Hatırlamak anlamına gelen tefekkür'ün bir anlamı da düşünmektir. İnsanı diğer varlıklardan ayrıcalıklı kılan düşünmesi, hatırlaması ve tefekkür etmesidir. Kur'an-ı Kerim'de bu kavram on sekiz yerde fiil olarak geçmekte, düşünen, tefekkür eden, hatırlayan insan övülmektedir. 'Ey Muhammed sana bu Kur'an-ı indirdik ki, kendilerine indirileni insanlara açıklayasın belki onlar düşünürler.'(1) Yerin, göğün, yaratılışını, gece ve gündüzün birbirini takip edişini düşünenler, akıl sahipleri olarak nitelendirilmiştir. 'Göklerin ve yerin yaratılışında, gece ve gündüzün gidip gelişinde elbette akıl sahipleri için ibret verici deliller vardır.'(2)
Geçmiş toplumların hayat hikayeleri, geçmiş peygamberlerin kıssaları, göklerin, yerin yaratılışı, güneş, ay, yıldız, gece, gündüz, yer, gök, kara, deniz ve diğer varlıkların insanın hizmetine verilmesi; yerin, kainatın düzenli olarak yönetilmesi, yerin hayata elverişli oluşu, dağların, ovaların, akarsuların, yeraltı ve yer üstü bitki ve suların var edilişi, insanın topraktan yaratılışı, evlilik ile eşler arasında sevgi ve şefkatin oluşması, uyku gerçeği ve benzeri misaller anlatıldıktan sonra bütün bunlarda düşünen, tefekkür eden toplumlar için ibretler bulunduğu bildirilmiştir.
Â'raf suresinde, Yunus suresinde, Ra'd, Nuh, Rum, Zümer, Casiye, Haşr surelerinde zikredilmiştir.
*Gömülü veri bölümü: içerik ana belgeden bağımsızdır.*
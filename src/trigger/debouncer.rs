//! Single-timer debouncer on the tokio runtime.
//!
//! A [`Debouncer`] owns at most one pending timer. Scheduling a value cancels the
//! previous timer and arms a new one; when the quiet period elapses the value is
//! sent back to the owner's event loop as a [`Fired`] message. The owner then
//! calls [`Debouncer::settle`] to confirm the fire belongs to the timer that is
//! still current.

use std::time::Duration;
use tokio::sync::mpsc::UnboundedSender;
use tokio::task::JoinHandle;

/// A debounced value delivered after its quiet period elapsed.
#[derive(Debug, Clone, PartialEq, Eq)]
pub struct Fired<T> {
    /// Generation of the timer that produced this fire.
    pub generation: u64,
    /// Value passed to [`Debouncer::schedule`].
    pub value: T,
}

/// Debounces values of type `T` with a fixed quiet period.
///
/// Must be used from within a tokio runtime: [`Debouncer::schedule`] spawns the
/// timer task. Dropping the debouncer aborts a pending timer.
#[derive(Debug)]
pub struct Debouncer<T> {
    quiet_period: Duration,
    generation: u64,
    pending: Option<JoinHandle<()>>,
    fired: UnboundedSender<Fired<T>>,
}

impl<T: Send + 'static> Debouncer<T> {
    /// Creates an idle debouncer delivering fires on `fired`.
    #[must_use]
    pub fn new(quiet_period: Duration, fired: UnboundedSender<Fired<T>>) -> Self {
        Self {
            quiet_period,
            generation: 0,
            pending: None,
            fired,
        }
    }

    /// Cancels any pending timer and arms a new one for `value`.
    ///
    /// Returns the generation of the newly armed timer.
    pub fn schedule(&mut self, value: T) -> u64 {
        self.cancel();
        self.generation += 1;

        let generation = self.generation;
        let quiet_period = self.quiet_period;
        let fired = self.fired.clone();

        tracing::trace!(generation, ?quiet_period, "timer armed");

        self.pending = Some(tokio::spawn(async move {
            tokio::time::sleep(quiet_period).await;
            // The receiver only disappears on shutdown.
            let _ = fired.send(Fired { generation, value });
        }));

        generation
    }

    /// Disarms the pending timer without firing.
    ///
    /// Returns `true` if a timer was still waiting.
    pub fn cancel(&mut self) -> bool {
        match self.pending.take() {
            Some(handle) => {
                let was_waiting = !handle.is_finished();
                handle.abort();
                if was_waiting {
                    tracing::trace!(generation = self.generation, "timer cancelled");
                }
                was_waiting
            }
            None => false,
        }
    }

    /// Accepts a fire if it came from the currently armed timer.
    ///
    /// Returns `false` for fires that were superseded by a later
    /// [`schedule`](Self::schedule) or [`cancel`](Self::cancel) call, including
    /// fires already queued on the channel at that time.
    pub fn settle(&mut self, fired: &Fired<T>) -> bool {
        if self.pending.is_none() || fired.generation != self.generation {
            tracing::trace!(
                fired_generation = fired.generation,
                current_generation = self.generation,
                "ignoring superseded fire"
            );
            return false;
        }
        self.pending = None;
        true
    }

    /// Whether a timer is armed and has not been settled or cancelled.
    #[must_use]
    pub const fn is_armed(&self) -> bool {
        self.pending.is_some()
    }

    #[must_use]
    pub const fn quiet_period(&self) -> Duration {
        self.quiet_period
    }

    #[must_use]
    pub const fn generation(&self) -> u64 {
        self.generation
    }
}

impl<T> Drop for Debouncer<T> {
    fn drop(&mut self) {
        if let Some(handle) = self.pending.take() {
            handle.abort();
        }
    }
}

#[cfg(test)]
mod tests {
    use super::*;
    use tokio::sync::mpsc;

    const QUIET: Duration = Duration::from_millis(300);

    #[tokio::test(start_paused = true)]
    async fn fires_once_after_quiet_period() {
        let (tx, mut rx) = mpsc::unbounded_channel();
        let mut debouncer = Debouncer::new(QUIET, tx);

        let generation = debouncer.schedule("ab");

        tokio::time::sleep(Duration::from_millis(299)).await;
        assert!(rx.try_recv().is_err());

        tokio::time::sleep(Duration::from_millis(2)).await;
        let fired = rx.try_recv().expect("timer should have fired");
        assert_eq!(fired, Fired { generation, value: "ab" });
        assert!(debouncer.settle(&fired));
        assert!(!debouncer.is_armed());
    }

    #[tokio::test(start_paused = true)]
    async fn rescheduling_cancels_the_previous_timer() {
        let (tx, mut rx) = mpsc::unbounded_channel();
        let mut debouncer = Debouncer::new(QUIET, tx);

        debouncer.schedule(1);
        tokio::time::sleep(Duration::from_millis(200)).await;
        debouncer.schedule(2);
        tokio::time::sleep(Duration::from_millis(200)).await;
        assert!(rx.try_recv().is_err(), "first timer must not fire");

        tokio::time::sleep(Duration::from_millis(200)).await;
        let fired = rx.try_recv().expect("second timer should fire");
        assert_eq!(fired.value, 2);
        assert!(rx.try_recv().is_err());
    }

    #[tokio::test(start_paused = true)]
    async fn queued_fire_is_rejected_after_reschedule() {
        let (tx, mut rx) = mpsc::unbounded_channel();
        let mut debouncer = Debouncer::new(QUIET, tx);

        debouncer.schedule("old");
        tokio::time::sleep(Duration::from_millis(350)).await;
        let stale = rx.try_recv().expect("old timer fired");

        debouncer.schedule("new");
        assert!(!debouncer.settle(&stale));
        assert!(debouncer.is_armed());
    }

    #[tokio::test(start_paused = true)]
    async fn cancel_disarms_without_firing() {
        let (tx, mut rx) = mpsc::unbounded_channel();
        let mut debouncer = Debouncer::new(QUIET, tx);

        debouncer.schedule(());
        assert!(debouncer.cancel());
        assert!(!debouncer.cancel());

        tokio::time::sleep(Duration::from_secs(1)).await;
        assert!(rx.try_recv().is_err());
    }

    #[tokio::test(start_paused = true)]
    async fn drop_aborts_pending_timer() {
        let (tx, mut rx) = mpsc::unbounded_channel();
        {
            let mut debouncer = Debouncer::new(QUIET, tx);
            debouncer.schedule("gone");
        }
        tokio::time::sleep(Duration::from_secs(1)).await;
        assert!(rx.recv().await.is_none());
    }
}
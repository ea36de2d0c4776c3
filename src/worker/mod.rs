//! Background worker for asynchronous search requests.
//!
//! This module implements the worker that performs all HTTP searches off the
//! event loop. Messages travel over tokio channels and carry a distributed
//! tracing context so spans link across the task boundary.
//!
//! # Architecture
//!
//! - `messages`: Request/response protocol types with trace context propagation
//! - `handler`: Worker implementation and message processing logic

pub mod handler;
pub mod messages;

pub use handler::{SearchWorker, WorkerHandle};
pub use messages::{TraceContext, WorkerMessage, WorkerResponse};
//! User records returned by the search endpoint.

use serde::{Deserialize, Serialize};

/// A user record from `GET /api/search`.
///
/// The server sends the identifier as `_id`; other fields such as `age` are
/// ignored because the dropdown never shows them.
///
/// # Examples
///
/// ```
/// use livesearch::domain::User;
///
/// let user: User = serde_json::from_str(
///     r#"{"name":"Ada","email":"ada@example.com","_id":"65f0c1","age":36}"#,
/// ).unwrap();
/// assert_eq!(user.edit_path(), "/edit/65f0c1");
/// ```
#[derive(Debug, Clone, PartialEq, Eq, Serialize, Deserialize)]
pub struct User {
    pub name: String,
    pub email: String,
    #[serde(rename = "_id")]
    pub id: String,
}

impl User {
    #[must_use]
    pub fn new(name: impl Into<String>, email: impl Into<String>, id: impl Into<String>) -> Self {
        Self {
            name: name.into(),
            email: email.into(),
            id: id.into(),
        }
    }

    /// Path of the edit page for this user.
    #[must_use]
    pub fn edit_path(&self) -> String {
        format!("/edit/{}", self.id)
    }
}

#[cfg(test)]
mod tests {
    use super::*;

    #[test]
    fn serializes_id_back_as_underscore_id() {
        let user = User::new("Grace", "grace@example.com", "abc123");
        let json = serde_json::to_value(&user).unwrap();
        assert_eq!(json["_id"], "abc123");
        assert!(json.get("id").is_none());
    }

    #[test]
    fn missing_id_is_rejected() {
        let parsed = serde_json::from_str::<User>(r#"{"name":"x","email":"y"}"#);
        assert!(parsed.is_err());
    }
}
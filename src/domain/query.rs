//! Search query value type.
//!
//! A [`SearchQuery`] is the trimmed value of the search input at the moment of an
//! input event. It is recomputed on every keystroke and never persisted.

use serde::{Deserialize, Serialize};
use std::fmt;

/// Trimmed text of the search input.
///
/// Construct it with [`SearchQuery::from_raw`], which strips leading and trailing
/// whitespace. Length checks count Unicode scalar values, not bytes.
///
/// # Examples
///
/// ```
/// use livesearch::domain::SearchQuery;
///
/// let query = SearchQuery::from_raw("  ab ");
/// assert_eq!(query.as_str(), "ab");
/// assert!(query.is_searchable(2));
/// assert!(!SearchQuery::from_raw(" a ").is_searchable(2));
/// ```
#[derive(Debug, Clone, Default, PartialEq, Eq, Hash, Serialize, Deserialize)]
#[serde(transparent)]
pub struct SearchQuery(String);

impl SearchQuery {
    /// Builds a query from the raw input value by trimming surrounding whitespace.
    #[must_use]
    pub fn from_raw(raw: &str) -> Self {
        Self(raw.trim().to_string())
    }

    /// Returns the trimmed query text.
    #[must_use]
    pub fn as_str(&self) -> &str {
        &self.0
    }

    /// Number of characters in the trimmed query.
    #[must_use]
    pub fn char_len(&self) -> usize {
        self.0.chars().count()
    }

    #[must_use]
    pub fn is_empty(&self) -> bool {
        self.0.is_empty()
    }

    /// Returns `true` when the query is long enough to be sent to the server.
    #[must_use]
    pub fn is_searchable(&self, min_len: usize) -> bool {
        self.char_len() >= min_len
    }
}

impl fmt::Display for SearchQuery {
    fn fmt(&self, f: &mut fmt::Formatter<'_>) -> fmt::Result {
        f.write_str(&self.0)
    }
}

#[cfg(test)]
mod tests {
    use super::*;

    #[test]
    fn trims_both_ends_but_keeps_inner_spaces() {
        let query = SearchQuery::from_raw("\t jane doe \n");
        assert_eq!(query.as_str(), "jane doe");
        assert_eq!(query.char_len(), 8);
    }

    #[test]
    fn whitespace_only_input_is_empty() {
        let query = SearchQuery::from_raw("    ");
        assert!(query.is_empty());
        assert!(!query.is_searchable(1));
    }

    #[test]
    fn length_counts_characters_not_bytes() {
        let query = SearchQuery::from_raw("é");
        assert_eq!(query.char_len(), 1);
        assert!(!query.is_searchable(2));
        assert!(SearchQuery::from_raw("éa").is_searchable(2));
    }
}
//! Worker message types for communication with the search worker.
//!
//! This module defines the request and response protocol between the event loop
//! and the background worker that performs HTTP searches. It also carries the
//! distributed tracing context across the task boundary, so a request span links
//! to the event span that issued it.

use crate::domain::{SearchQuery, User};
use crate::trigger::SearchRequest;
use serde::{Deserialize, Serialize};

/// Distributed tracing context for cross-task span propagation.
///
/// Captures the current trace and span IDs from OpenTelemetry to maintain
/// trace continuity when passing messages to the worker.
#[derive(Debug, Clone, PartialEq, Eq, Serialize, Deserialize)]
pub struct TraceContext {
    /// OpenTelemetry trace ID as a hex string.
    pub trace_id: String,

    /// Parent span ID for linking spans across tasks.
    pub parent_span_id: String,
}

impl TraceContext {
    /// Creates a trace context from the current tracing span.
    ///
    /// Returns `None` if the current span context is invalid, which is the case
    /// whenever no OpenTelemetry layer is installed.
    #[must_use]
    pub fn from_current() -> Option<Self> {
        use opentelemetry::trace::TraceContextExt;
        use tracing_opentelemetry::OpenTelemetrySpanExt;

        let otel_context = tracing::Span::current().context();
        let span_ref = otel_context.span();
        let span_context = span_ref.span_context();

        if !span_context.is_valid() {
            tracing::trace!("span context is not valid");
            return None;
        }

        let trace_id = format!("{:032x}", span_context.trace_id());
        let parent_span_id = format!("{:016x}", span_context.span_id());

        tracing::trace!(
            trace_id = %trace_id,
            parent_span_id = %parent_span_id,
            "capturing trace context"
        );

        Some(Self {
            trace_id,
            parent_span_id,
        })
    }

    /// Rebuilds a remote OpenTelemetry context from the captured IDs.
    ///
    /// Returns `None` if either ID is not valid hex.
    #[must_use]
    pub fn to_otel_context(&self) -> Option<opentelemetry::Context> {
        use opentelemetry::trace::{
            SpanContext, SpanId, TraceContextExt, TraceFlags, TraceId, TraceState,
        };

        let trace_id = TraceId::from_hex(&self.trace_id).ok()?;
        let span_id = SpanId::from_hex(&self.parent_span_id).ok()?;

        let span_context = SpanContext::new(
            trace_id,
            span_id,
            TraceFlags::SAMPLED,
            true,
            TraceState::default(),
        );

        Some(opentelemetry::Context::new().with_remote_span_context(span_context))
    }
}

/// Generates builder methods for `WorkerMessage` variants.
///
/// Each builder attaches the current trace context to the message.
macro_rules! worker_message_builders {
    (
        $(
            $builder_name:ident($variant:ident { $($field:ident: $ty:ty),* $(,)? })
        ),* $(,)?
    ) => {
        impl WorkerMessage {
            $(
                #[doc = concat!("Create a ", stringify!($variant), " message with current trace context")]
                #[must_use]
                pub fn $builder_name($($field: $ty),*) -> Self {
                    Self::$variant {
                        $($field,)*
                        trace_context: TraceContext::from_current(),
                    }
                }
            )*
        }
    };
}

worker_message_builders! {
    search(Search { seq: u64, query: SearchQuery }),
}

/// Messages sent from the event loop to the worker.
#[derive(Debug, Clone, PartialEq, Eq, Serialize, Deserialize)]
pub enum WorkerMessage {
    /// Run one search request.
    Search {
        /// Sequence number of the request, echoed in the response.
        seq: u64,

        /// Trimmed query to search for.
        query: SearchQuery,

        /// Trace context for linking spans across tasks.
        #[serde(skip_serializing_if = "Option::is_none")]
        trace_context: Option<TraceContext>,
    },
}

impl WorkerMessage {
    /// Builds a search message from an issued request.
    #[must_use]
    pub fn from_request(request: SearchRequest) -> Self {
        Self::search(request.seq, request.query)
    }

    /// Trace context attached to this message, if any.
    #[must_use]
    pub const fn trace_context(&self) -> Option<&TraceContext> {
        match self {
            Self::Search { trace_context, .. } => trace_context.as_ref(),
        }
    }
}

/// Responses sent from the worker back to the event loop.
///
/// Each variant echoes the sequence number of the request it answers, so the
/// event loop can tell current replies from stale ones.
#[derive(Debug, Clone, PartialEq, Eq, Serialize, Deserialize)]
pub enum WorkerResponse {
    /// The search returned a result set (possibly empty).
    SearchCompleted {
        /// Sequence number of the answered request.
        seq: u64,

        /// Query the request was issued for.
        query: SearchQuery,

        /// Users in server order.
        users: Vec<User>,

        /// Completion time, milliseconds since the Unix epoch.
        completed_at: i64,
    },

    /// The search failed; already logged by the worker.
    SearchFailed {
        /// Sequence number of the failed request.
        seq: u64,

        /// Query the request was issued for.
        query: SearchQuery,

        /// Human-readable error message.
        message: String,
    },
}

impl WorkerResponse {
    #[must_use]
    pub const fn seq(&self) -> u64 {
        match self {
            Self::SearchCompleted { seq, .. } | Self::SearchFailed { seq, .. } => *seq,
        }
    }
}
Kur'an-ı Kerim'de bu varlıkların özellikle yer ve göklerin yaratılışı, arının bal yapması bütün varlıkların insanın hizmetine sunulması pek çok ayetlerle, misallerle geçmiş toplumların kıssalarıyla üzerinde düşünülmesi, tefekkür edilmesini Yüce Allah yarattığı insanlardan istemektedir. Düşünen tefekkür eden insanın gerçeği bulacağını belirtirken Hz. İbrahim (a.s.)'ın düşünerek tefekkür ederek Allah'ın varlığını, birliğini bulması gibidir. Günümüzde düşünen insan yeni buluşlar, icatlar keşfederek varlıkların hizmetine sunmuşlardır. Bu alemin bir yaratıcısı olduğunu ve ona kulluk edilmesi gerektiğini düşünen insan bulur ve inanır. Aklı kullanma, öğüt alma ve Allah'a şükretme pek çok ayette zikredilmiştir. Tefekkür eden aklını kullanır. Kur'an-ı Kerim'den öğüt alır, düşünen, aklını kullanan ve öğüt alan insan Allah'ı tanır ona kulluk eder ve verdiği sayısız nimetlerden dolayı Allah'a şükreder. Bütün başarıların, buluşların, bilimsel teknik ve teknolojik gelişmelerin temelinde tefekkür, düşünce ve aklı kullanma vardır. Düşünen toplumlar gelişir, mutlu olur, huzur bulur. Onun içindir ki; düşünceyi, tefekkürü aklı kullanmayı İslam dini ibadet kabul etmiştir. İslam'ın özgür düşünceye, tefekküre önem verdiğini bir daha vurgulayarak önce Türkiye'de ve İslam coğrafyasında Müslümanların öncelikle bilim adamlarının tefekküre, düşünceye, aklı kullanmaya yoğunlaşmalarını Yüce Allah'tan niyaz eder, mutlu yarınlar ümidiyle hoşçakalın.